New healthcare bill a major step towards privatization in Ontario, says Scarborough Southwest MPP

Ontario's Bill 60, the Your Health Act, has critics concerned that it puts private healthcare above the public system. This file photo shows Michael Garron Hospital in East York.

By AMARACHI AMADIKE, Local Journalism Initiative Reporter

To address pressures on Ontario’s healthcare system, including long wait times for certain surgeries, the Progressive Conservative government of Premier Doug Ford recently introduced Bill 60, the Your Health Act. Critics are calling the bill a major step towards privatization of the sector in Ontario.

Scarborough Southwest NDP MPP Doly Begum told Beach Metro Community News that she believes Bill 60 has “put one more nail in the [province’s] privatization agenda”.

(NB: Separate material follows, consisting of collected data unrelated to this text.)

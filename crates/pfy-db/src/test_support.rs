//! Shared test utilities for pfy-db tests.

pub(crate) mod helpers {
    use pfy_core::entities::{Group, User};
    use pfy_core::enums::UserRole;

    use crate::PfyDb;
    use crate::service::PfyService;

    /// Create an in-memory `PfyService`.
    pub async fn test_service() -> PfyService {
        let db = PfyDb::open_local(":memory:").await.unwrap();
        PfyService::from_db(db)
    }

    /// Insert a user with a unique email derived from the name.
    pub async fn seed_user(svc: &PfyService, name: &str) -> User {
        let email = format!("{}@example.com", name.to_lowercase().replace(' ', "."));
        svc.create_user(name, &email, UserRole::User, None)
            .await
            .unwrap()
    }

    /// Insert a group owned by `creator` with the given members.
    pub async fn seed_group(svc: &PfyService, creator: &str, members: &[&str]) -> Group {
        let members: Vec<String> = members.iter().map(|m| (*m).to_string()).collect();
        svc.create_group(creator, "Team", None, None, &members)
            .await
            .unwrap()
    }
}
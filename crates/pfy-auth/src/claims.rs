use chrono::{DateTime, Utc};
use pfy_core::enums::UserRole;
use serde::{Deserialize, Serialize};

/// Claims as they appear on the wire.
#[derive(Debug, Clone, Serialize, Deserialize)]
#[serde(rename_all = "camelCase")]
pub(crate) struct WireClaims {
    pub user_id: String,
    pub role: UserRole,
    pub iat: i64,
    pub exp: i64,
}

/// Verified token claims.
#[derive(Debug, Clone, PartialEq, Eq)]
pub struct PfyClaims {
    pub user_id: String,
    pub role: UserRole,
    pub issued_at: DateTime<Utc>,
    pub expires_at: DateTime<Utc>,
}

#[cfg(test)]
mod tests {
    use super::*;

    #[test]
    fn wire_format_uses_camel_case() {
        let wire = WireClaims {
            user_id: "usr-1".into(),
            role: UserRole::SuperAdmin,
            iat: 1,
            exp: 2,
        };
        let json = serde_json::to_string(&wire).unwrap();
        assert!(json.contains("\"userId\":\"usr-1\""));
        assert!(json.contains("\"role\":\"super_admin\""));
    }
}
//! Notification dispatcher.
//!
//! `notify` fans one event out to every recipient of a task in parallel.
//! Each recipient gets its own store write (bounded by a timeout) followed
//! by a push to its room. A failure for one recipient is logged and
//! reported, never propagated, and never affects the others.

use std::sync::Arc;
use std::time::Duration;

use futures::future::join_all;
use pfy_core::entities::Notification;
use pfy_core::recipients::TaskRecipients;
use pfy_db::service::PfyService;

use crate::error::NotifyError;
use crate::push::PushChannel;
use crate::store::NotificationStore;

/// Outcome of one dispatch.
#[derive(Debug, Default, Clone, PartialEq, Eq)]
pub struct DispatchReport {
    /// Resolved, deduplicated recipient ids.
    pub recipients: Vec<String>,
    /// One persisted record per recipient that succeeded.
    pub delivered: Vec<Notification>,
    /// Live connections reached across all pushes.
    pub pushed: usize,
    /// Recipients whose record could not be written.
    pub failed: Vec<String>,
}

impl DispatchReport {
    #[must_use]
    pub fn persisted(&self) -> usize {
        self.delivered.len()
    }
}

#[derive(Clone)]
pub struct Dispatcher {
    service: Arc<PfyService>,
    store: Arc<dyn NotificationStore>,
    channel: Arc<dyn PushChannel>,
    recipient_timeout: Duration,
}

impl Dispatcher {
    #[must_use]
    pub fn new(
        service: Arc<PfyService>,
        channel: Arc<dyn PushChannel>,
        recipient_timeout: Duration,
    ) -> Self {
        let store: Arc<dyn NotificationStore> = service.clone();
        Self {
            service,
            store,
            channel,
            recipient_timeout,
        }
    }

    /// Write records through `store` instead of the service.
    #[must_use]
    pub fn with_store(mut self, store: Arc<dyn NotificationStore>) -> Self {
        self.store = store;
        self
    }

    #[must_use]
    pub const fn service(&self) -> &Arc<PfyService> {
        &self.service
    }

    /// Record and push `message` to every recipient of `target`.
    ///
    /// The sender of every record is the task's creator. The push event
    /// name equals `notification_type`.
    pub async fn notify(
        &self,
        target: &TaskRecipients,
        message: &str,
        notification_type: &str,
    ) -> DispatchReport {
        let recipients = target.resolve();
        if recipients.is_empty() {
            tracing::warn!(task_id = %target.task_id, "task has no recipients");
            return DispatchReport::default();
        }

        let sender_id = target.sender_id();
        let outcomes = join_all(recipients.iter().map(|receiver_id| {
            self.deliver(sender_id, receiver_id, message, notification_type, &target.task_id)
        }))
        .await;

        let mut report = DispatchReport {
            recipients: recipients.clone(),
            ..DispatchReport::default()
        };
        for (receiver_id, outcome) in recipients.into_iter().zip(outcomes) {
            match outcome {
                Ok((notification, reached)) => {
                    report.pushed += reached;
                    report.delivered.push(notification);
                }
                Err(error) => {
                    tracing::warn!(
                        %error,
                        task_id = %target.task_id,
                        receiver_id = %receiver_id,
                        "notification not recorded"
                    );
                    report.failed.push(receiver_id);
                }
            }
        }

        tracing::debug!(
            task_id = %target.task_id,
            notification_type,
            persisted = report.persisted(),
            failed = report.failed.len(),
            pushed = report.pushed,
            "dispatch finished"
        );
        report
    }

    /// Load the task, resolve its assignee, and [`Self::notify`].
    ///
    /// # Errors
    ///
    /// Returns `NotifyError::Database` if the task cannot be loaded.
    pub async fn notify_task(
        &self,
        task_id: &str,
        message: &str,
        notification_type: &str,
    ) -> Result<DispatchReport, NotifyError> {
        let task = self.service.get_task(task_id).await?;
        let target = self.service.task_recipients(&task).await?;
        Ok(self.notify(&target, message, notification_type).await)
    }

    async fn deliver(
        &self,
        sender_id: &str,
        receiver_id: &str,
        message: &str,
        notification_type: &str,
        task_id: &str,
    ) -> Result<(Notification, usize), NotifyError> {
        let record = self
            .store
            .record(sender_id, receiver_id, message, notification_type, task_id);
        let notification = tokio::time::timeout(self.recipient_timeout, record)
            .await
            .map_err(|_| NotifyError::RecipientTimeout {
                receiver_id: receiver_id.to_string(),
                timeout: self.recipient_timeout,
            })??;

        let reached = match self
            .channel
            .emit(receiver_id, notification_type, &notification)
        {
            Ok(reached) => reached,
            Err(error) => {
                tracing::warn!(%error, receiver_id, "push failed");
                0
            }
        };
        Ok((notification, reached))
    }
}
//! libSQL database location.

use serde::{Deserialize, Serialize};

fn default_path() -> String {
    "projectify.db".to_string()
}

#[derive(Debug, Clone, Deserialize, Serialize)]
pub struct DatabaseConfig {
    /// Database file path, or `:memory:`.
    #[serde(default = "default_path")]
    pub path: String,
}

impl Default for DatabaseConfig {
    fn default() -> Self {
        Self {
            path: default_path(),
        }
    }
}

impl DatabaseConfig {
    pub fn is_in_memory(&self) -> bool {
        self.path == ":memory:"
    }
}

However, advocates for the legislation argue that the provision of publicly funded healthcare operated on a for-profit basis already exists in the province. Procedures such as ultrasounds, X-rays, and pulmonary function tests are all performed in the private sector with public funding, they say.

Bill 60 now expands those services to include cataract surgeries, MRIs, CT scans, and minimally invasive gynecological surgeries. Knee and hip replacements will also be added under the Ontario Health Insurance Plan.

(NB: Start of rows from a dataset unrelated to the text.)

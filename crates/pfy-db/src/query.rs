//! Task aggregation query builder.
//!
//! [`build_task_query`] is a pure function from filters and pagination to a
//! [`TaskQueryPlan`]: a page SELECT and an independent COUNT sharing the same
//! WHERE clause and bound parameters. Each selected row carries the task,
//! its creator summary, category summary, assignee (user, or group with
//! member summaries as a JSON array), and a correlated comment count. No
//! comment bodies are read.
//!
//! Sort keys come from the [`TaskSortKey`] whitelist, so no caller text ever
//! reaches ORDER BY. Every ordering ends with `t.rowid ASC`, which keeps ties
//! in insertion order and makes page windows disjoint.

use pfy_core::entities::Attachment;
use pfy_core::enums::{AssigneeKind, TaskPriority, TaskSortKey, TaskStatus};
use pfy_core::pagination::Pagination;
use pfy_core::views::{AssigneeView, CategorySummary, GroupView, TaskView, UserSummary};

use crate::error::DatabaseError;
use crate::helpers::{
    get_bool, get_count, get_opt_string, parse_datetime, parse_enum, parse_optional_json,
};

/// Filters for the task listing. Every set field is AND-combined.
#[derive(Debug, Clone, Default, PartialEq, Eq)]
pub struct TaskFilter {
    /// Case-insensitive substring over title OR description.
    pub search: Option<String>,
    /// Match any of these statuses. Empty means no constraint.
    pub statuses: Vec<TaskStatus>,
    /// Match any of these priorities. Empty means no constraint.
    pub priorities: Vec<TaskPriority>,
    pub creator_id: Option<String>,
    pub category_id: Option<String>,
    pub category_slug: Option<String>,
    /// Assigned user or group id.
    pub assignee_id: Option<String>,
}

#[derive(Debug, Clone, Default, PartialEq, Eq)]
pub struct TaskQuery {
    pub filter: TaskFilter,
    pub pagination: Pagination,
}

/// SQL and parameters for one page of the task listing.
#[derive(Debug, Clone)]
pub struct TaskQueryPlan {
    pub select_sql: String,
    pub count_sql: String,
    /// Bound to both statements.
    pub params: Vec<libsql::Value>,
    pub page: u32,
    pub limit: u32,
}

const FROM_JOINS: &str = "FROM tasks t \
     LEFT JOIN users cu ON cu.id = t.creator_id \
     LEFT JOIN categories c ON c.id = t.category_id \
     LEFT JOIN users au ON t.assignee_kind = 'user' AND au.id = t.assignee_id \
     LEFT JOIN user_groups g ON t.assignee_kind = 'group' AND g.id = t.assignee_id";

// Column order is load-bearing for `row_to_task_view`.
const VIEW_COLS: &str = "t.id, t.title, t.description, t.status, t.priority, t.due_date, \
     t.due_date_notified, t.attachment_name, t.attachment_url, t.attachment_mime, \
     t.attachment_size, t.created_at, t.updated_at, \
     cu.id, cu.full_name, cu.email, cu.profile_image, \
     c.id, c.title, c.slug, \
     t.assignee_kind, \
     au.id, au.full_name, au.email, au.profile_image, \
     g.id, g.title, g.image, \
     (SELECT json_group_array(json_object('id', m.id, 'fullName', m.full_name, \
         'email', m.email, 'profileImage', m.profile_image)) \
      FROM (SELECT u.id, u.full_name, u.email, u.profile_image \
            FROM group_members gm JOIN users u ON u.id = gm.user_id \
            WHERE gm.group_id = g.id ORDER BY gm.position) m) AS members_json, \
     (SELECT COUNT(*) FROM task_comments tc WHERE tc.task_id = t.id) AS comment_count";

/// Text stored in `tasks.search_text`, folded with full Unicode case mapping.
#[must_use]
pub fn search_text(title: &str, description: &str) -> String {
    format!("{title}\n{description}").to_lowercase()
}

/// Escape LIKE wildcards so the search term matches literally.
fn like_pattern(term: &str) -> String {
    let mut escaped = String::with_capacity(term.len() + 2);
    escaped.push('%');
    for ch in term.chars() {
        if matches!(ch, '%' | '_' | '\\') {
            escaped.push('\\');
        }
        escaped.push(ch);
    }
    escaped.push('%');
    escaped
}

const fn sort_expr(key: TaskSortKey) -> &'static str {
    match key {
        TaskSortKey::CreatedAt => "t.created_at",
        TaskSortKey::UpdatedAt => "t.updated_at",
        TaskSortKey::DueDate => "t.due_date",
        TaskSortKey::Title => "t.title COLLATE NOCASE",
        TaskSortKey::Priority => {
            "CASE t.priority WHEN 'low' THEN 0 WHEN 'medium' THEN 1 ELSE 2 END"
        }
        TaskSortKey::Status => {
            "CASE t.status WHEN 'todo' THEN 0 WHEN 'in_progress' THEN 1 ELSE 2 END"
        }
    }
}

/// Build the page and count statements for `query`. Performs no I/O.
#[must_use]
pub fn build_task_query(query: &TaskQuery) -> TaskQueryPlan {
    let filter = &query.filter;
    let mut clauses: Vec<String> = Vec::new();
    let mut params: Vec<libsql::Value> = Vec::new();
    let mut idx = 1usize;

    if let Some(term) = filter.search.as_deref().map(str::trim).filter(|s| !s.is_empty()) {
        clauses.push(format!("t.search_text LIKE ?{idx} ESCAPE '\\'"));
        params.push(like_pattern(&term.to_lowercase()).into());
        idx += 1;
    }

    if !filter.statuses.is_empty() {
        let mut slots = Vec::with_capacity(filter.statuses.len());
        for status in &filter.statuses {
            slots.push(format!("?{idx}"));
            params.push(status.as_str().into());
            idx += 1;
        }
        clauses.push(format!("t.status IN ({})", slots.join(", ")));
    }

    if !filter.priorities.is_empty() {
        let mut slots = Vec::with_capacity(filter.priorities.len());
        for priority in &filter.priorities {
            slots.push(format!("?{idx}"));
            params.push(priority.as_str().into());
            idx += 1;
        }
        clauses.push(format!("t.priority IN ({})", slots.join(", ")));
    }

    let equalities = [
        ("t.creator_id", &filter.creator_id),
        ("t.category_id", &filter.category_id),
        ("c.slug", &filter.category_slug),
        ("t.assignee_id", &filter.assignee_id),
    ];
    for (column, value) in equalities {
        if let Some(value) = value {
            clauses.push(format!("{column} = ?{idx}"));
            params.push(value.clone().into());
            idx += 1;
        }
    }

    let where_sql = if clauses.is_empty() {
        String::new()
    } else {
        format!(" WHERE {}", clauses.join(" AND "))
    };

    let pagination = Pagination {
        page: query.pagination.page.max(1),
        limit: query.pagination.limit.max(1),
        ..query.pagination
    };
    let (page, limit) = (pagination.page, pagination.limit);
    let offset = pagination.skip();

    let select_sql = format!(
        "SELECT {VIEW_COLS} {FROM_JOINS}{where_sql} ORDER BY {} {}, t.rowid ASC LIMIT {limit} OFFSET {offset}",
        sort_expr(pagination.sort_by),
        pagination.sort_order.as_sql(),
    );
    let count_sql = format!(
        "SELECT COUNT(*) FROM tasks t LEFT JOIN categories c ON c.id = t.category_id{where_sql}"
    );

    TaskQueryPlan {
        select_sql,
        count_sql,
        params,
        page,
        limit,
    }
}

fn user_summary_at(row: &libsql::Row, start: i32) -> Result<Option<UserSummary>, DatabaseError> {
    let Some(id) = get_opt_string(row, start)? else {
        return Ok(None);
    };
    Ok(Some(UserSummary {
        id,
        full_name: row.get(start + 1)?,
        email: row.get(start + 2)?,
        profile_image: get_opt_string(row, start + 3)?,
    }))
}

/// Decode one row produced by [`TaskQueryPlan::select_sql`].
///
/// # Errors
///
/// Returns `DatabaseError` if a column is missing or malformed.
pub fn row_to_task_view(row: &libsql::Row) -> Result<TaskView, DatabaseError> {
    let attachment = match (get_opt_string(row, 7)?, get_opt_string(row, 8)?) {
        (Some(file_name), Some(file_url)) => Some(Attachment {
            file_name,
            file_url,
            mime_type: get_opt_string(row, 9)?.unwrap_or_default(),
            size: row.get::<Option<i64>>(10)?,
        }),
        _ => None,
    };

    let category = match get_opt_string(row, 17)? {
        Some(id) => Some(CategorySummary {
            id,
            title: row.get(18)?,
            slug: row.get(19)?,
        }),
        None => None,
    };

    let kind: Option<AssigneeKind> = get_opt_string(row, 20)?
        .map(|k| parse_enum(&k))
        .transpose()?;
    let assignee = match kind {
        Some(AssigneeKind::User) => {
            user_summary_at(row, 21)?.map_or(AssigneeView::Unassigned, AssigneeView::User)
        }
        Some(AssigneeKind::Group) => match get_opt_string(row, 25)? {
            Some(id) => {
                let members_json = get_opt_string(row, 28)?;
                let members: Vec<UserSummary> =
                    parse_optional_json(members_json.as_deref())?.unwrap_or_default();
                AssigneeView::Group(GroupView {
                    id,
                    title: row.get(26)?,
                    image: get_opt_string(row, 27)?,
                    members,
                })
            }
            None => AssigneeView::Unassigned,
        },
        None => AssigneeView::Unassigned,
    };

    Ok(TaskView {
        id: row.get(0)?,
        title: row.get(1)?,
        description: row.get(2)?,
        status: parse_enum(&row.get::<String>(3)?)?,
        priority: parse_enum(&row.get::<String>(4)?)?,
        due_date: parse_datetime(&row.get::<String>(5)?)?,
        due_date_notified: get_bool(row, 6)?,
        attachment,
        creator: user_summary_at(row, 13)?,
        category,
        assignee,
        comment_count: get_count(row, 29)?,
        created_at: parse_datetime(&row.get::<String>(11)?)?,
        updated_at: parse_datetime(&row.get::<String>(12)?)?,
    })
}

This has critics growing increasingly wary about how the bill will affect the already struggling public health sector as they anticipate nurses will transition towards work in private clinics for better pay that they can earn in the public system.

“The main issues [healthcare experts] have right now is not availability of clinics,” said Begum. “They don’t need the building structure per se. There are hospitals that have had to close because they did not have enough staff.”

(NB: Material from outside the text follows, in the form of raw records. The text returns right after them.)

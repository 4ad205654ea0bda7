//! HTTP error mapping.
//!
//! Every crate error converges here and leaves as
//! `{ success: false, message, errorMessages: [{ path, message }] }`.

use axum::Json;
use axum::http::StatusCode;
use axum::response::{IntoResponse, Response};
use pfy_auth::AuthError;
use pfy_db::error::DatabaseError;
use serde::Serialize;

#[derive(Debug, Clone, Serialize, PartialEq, Eq)]
pub struct ErrorMessage {
    pub path: String,
    pub message: String,
}

#[derive(Debug, Serialize)]
#[serde(rename_all = "camelCase")]
struct ErrorBody<'a> {
    success: bool,
    message: &'a str,
    error_messages: &'a [ErrorMessage],
}

#[derive(Debug)]
pub struct ApiError {
    pub status: StatusCode,
    pub message: String,
    pub errors: Vec<ErrorMessage>,
}

impl ApiError {
    pub fn new(status: StatusCode, message: impl Into<String>) -> Self {
        let message = message.into();
        Self {
            status,
            errors: vec![ErrorMessage {
                path: String::new(),
                message: message.clone(),
            }],
            message,
        }
    }

    /// 400 pointing at one request field.
    pub fn invalid_field(path: &str, message: impl Into<String>) -> Self {
        let message = message.into();
        Self {
            status: StatusCode::BAD_REQUEST,
            errors: vec![ErrorMessage {
                path: path.to_string(),
                message: message.clone(),
            }],
            message,
        }
    }

    pub fn not_found(what: &str) -> Self {
        Self::new(StatusCode::NOT_FOUND, format!("{what} not found"))
    }

    pub fn forbidden(message: impl Into<String>) -> Self {
        Self::new(StatusCode::FORBIDDEN, message)
    }
}

impl From<DatabaseError> for ApiError {
    fn from(error: DatabaseError) -> Self {
        match error {
            DatabaseError::NoResult => Self::new(StatusCode::NOT_FOUND, "Resource not found"),
            DatabaseError::Validation(msg) => Self::new(StatusCode::BAD_REQUEST, msg),
            DatabaseError::Conflict(msg) => Self::new(StatusCode::CONFLICT, msg),
            DatabaseError::Forbidden(msg) => Self::new(StatusCode::FORBIDDEN, msg),
            other => {
                tracing::error!(error = %other, "database error");
                Self::new(StatusCode::INTERNAL_SERVER_ERROR, "Something went wrong")
            }
        }
    }
}

impl From<AuthError> for ApiError {
    fn from(error: AuthError) -> Self {
        match error {
            AuthError::NotAuthenticated => {
                Self::new(StatusCode::UNAUTHORIZED, "You are not authorized")
            }
            AuthError::TokenExpired => Self::new(StatusCode::UNAUTHORIZED, "Token expired"),
            AuthError::InvalidToken(_) => Self::new(StatusCode::UNAUTHORIZED, "Invalid token"),
            AuthError::Forbidden { .. } => Self::forbidden("Forbidden"),
            AuthError::MissingSecret | AuthError::Other(_) => {
                tracing::error!(%error, "auth misconfigured");
                Self::new(StatusCode::INTERNAL_SERVER_ERROR, "Something went wrong")
            }
        }
    }
}

impl IntoResponse for ApiError {
    fn into_response(self) -> Response {
        let body = ErrorBody {
            success: false,
            message: &self.message,
            error_messages: &self.errors,
        };
        (self.status, Json(body)).into_response()
    }
}

pub type ApiResult<T> = Result<T, ApiError>;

Begum said that it’s “not the four walls and private management” that’s needed to save Ontario’s healthcare. Rather, proper funding that keeps nurses in the field and attracts more of them is what’s needed.

“You’re not really addressing the issue when you move towards a private system,” she said.

Between 2019 and 2022, general surgery saw the highest increase in demand across the province at 51 per cent (27,438). As of the March 2023 report by Ontario Health, 79 per cent of people waiting for cataract surgeries are treated within their target time.

Although patients with emergency conditions (Priority 1) are seen immediately, most of the setback comes from the Priority 3 patients who need to be treated within a target time of 84 days. But, these patients, on average, have had to wait 140 days between the time of making the decision to have the surgery to the day of the procedure.

The Ontario government said its aim is to reduce this backlog of patients. However, many critics wonder if taking staff away from the public sector simply relocates the problem rather than fixing it.

“Not only does it move the problem, it actually creates another one,” said Begum. “What you’ve done now is created a two-tiered healthcare system.”

During Bill 60’s committee hearing, community members and healthcare workers voiced their disapproval of the legislation. Their suggestions led to recommendations of 74 amendments to the Your Health Act, none of which were reflected in final version of the bill.

One of the proposed amendments revolved around regulations and oversight due to the private health sector’s history, including the high number of deaths in for-profit, private-sector seniors homes during the COVID-19 pandemic.

“That was the part that got myself and a lot of my colleagues very worried,” said Begum. “I’m quite curious as to why the government would not want to have that oversight. If you look around the province, most deaths happen in private clinics.”

In response to these fears, Ontario’s government has said that expert organizations will work alongside Ontario Health and the Ministry of Health in order to ensure a proficient level of service at the private clinics. However, there has not yet been any mechanism put in place to ensure this.

One way the Province of Ontario has tried to protect the healthcare system, and prevent northern regions from losing workers to private entities in more popular southern regions like Toronto, is by implementing the Learn and Stay Program ​​which provides funding for students studying in priority programs in Ontario communities that are in need.

To receive the grant, a graduate must work in the same region of their studies for 180 days for every full year of study funded by the grant. Failure to do so will transform the grant into a repayable loan. According to Ontario’s Minister of Health Sylvia Jones, the program has attracted a record number of students in the field.

Amarachi Amadike is a Local Journalism Initiative Reporter for Beach Metro Community News. His reporting is funded by the Government of Canada through its Local Journalism Initiative.